Neonatal bile acid metabolism is distinct from that of adults due to developmental regulation of key transporters and enzymes. The apical sodium-dependent bile acid transporter (ASBT) is transiently repressed in the intestine after birth, yet its role in neonatal bile acid homeostasis remains unclear. Here, we demonstrate that ASBT plays a crucial role in limiting fecal bile acid loss and suppressing hepatic bile acid synthesis in neonates. ASBT-deficient pups exhibited a marked decrease in serum bile acids and concomitant increase in fecal bile acids, accompanied by upregulated hepatic bile acid synthesis genes, including CYP7A1, CYP7B1, and CYP27A1. We also illuminated a tissue-specific distinction in neonatal negative feedback regulation of bile acid synthesis, with intact hepatic regulation but impaired intestinal regulation. Our study identifies ASBT as a key regulator of neonatal bile acid homeostasis despite its strong repression early in life, highlighting its role in bile acid retention and synthesis regulation.NEW & NOTEWORTHY Despite being repressed after birth, ASBT is essential for neonatal bile acid homeostasis.
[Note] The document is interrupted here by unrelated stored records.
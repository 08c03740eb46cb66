//! A resumable MessagePack encoder/decoder with a pluggable
//! extension-type registry.
//!
//! The data model is [`Value`]: a closed sum type covering nil, bool,
//! integers, floats, strings, binaries, arrays, maps, the standard
//! timestamp extension, and raw application-defined extensions.
//! [`Encoder`]/[`Decoder`] convert between `Value` and bytes directly;
//! [`Factory`] additionally lets applications register concrete Rust
//! types against extension type ids for a typed `write_typed`/`read_typed`
//! path, and mints a [`Pool`] of recycled instances for high-throughput
//! use.
#![allow(dead_code)]

mod buffer;
mod decoder;
mod encoder;
mod error;
mod ext;
mod factory;
mod integer;
mod intern;
mod marker;
mod pool;
mod registry;
mod timestamp;
mod value;

use std::io::{Read, Write};

pub use decoder::{DecodeOptions, Decoder, Values};
pub use encoder::{EncodeOptions, Encoder};
pub use error::{Error, Result};
pub use factory::Factory;
pub use integer::Integer;
pub use pool::Pool;
pub use registry::{PackerFn, UnpackerFn, OVERSIZED_INTEGER};
pub use timestamp::Timestamp;
pub use value::{Extension, Map, Value};

/// Maximum container/recursion nesting depth enforced by both
/// [`Encoder`] and [`Decoder`], guarding against adversarial input and
/// stack overflow on deeply-nested in-memory values.
pub const MAX_STACK_DEPTH: usize = 128;

/// Encode `value` into a freshly-allocated byte vector.
pub fn pack(value: &Value) -> Result<Vec<u8>> {
    let mut encoder = Encoder::new();
    encoder.write(value)?;
    encoder.finalize()
}

/// Encode `value` and write it to `sink`.
pub fn pack_to<W: Write>(value: &Value, sink: &mut W) -> Result<()> {
    let bytes = pack(value)?;
    sink.write_all(&bytes)?;
    Ok(())
}

/// Decode exactly one value from `bytes`, failing if the bytes don't
/// contain a complete value or if any bytes remain afterward.
pub fn unpack(bytes: &[u8]) -> Result<Value> {
    Decoder::new().full_decode(bytes)
}

/// Decode one value, pulling more bytes from `source` as needed.
pub fn unpack_from<R: Read>(source: &mut R) -> Result<Value> {
    Decoder::new().decode_from(source)
}

#[cfg(test)]
mod tests {
    use super::*;

    #[test]
    fn pack_unpack_round_trips_a_nested_value() {
        let mut map = Map::new();
        map.push(Value::string("a"), Value::from(1u32));
        map.push(Value::string("b"), Value::Array(vec![Value::from(2i64), Value::Nil]));
        let value = Value::Map(map);

        let bytes = pack(&value).unwrap();
        assert_eq!(unpack(&bytes).unwrap(), value);
    }

    #[test]
    fn pack_to_and_unpack_from_work_with_plain_io() {
        let value = Value::string("hello");
        let mut buf = Vec::new();
        pack_to(&value, &mut buf).unwrap();
        let mut cursor = std::io::Cursor::new(buf);
        assert_eq!(unpack_from(&mut cursor).unwrap(), value);
    }
}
This study reveals that ASBT limits fecal bile acid loss and suppresses hepatic bile acid synthesis in neonates. ASBT-deficient pups showed reduced serum bile acids, increased fecal loss, and upregulation of bile acid synthesis genes. Notably, feedback regulation of bile acid synthesis was intact in the liver but impaired in the intestine, uncovering tissue-specific control mechanisms in early life.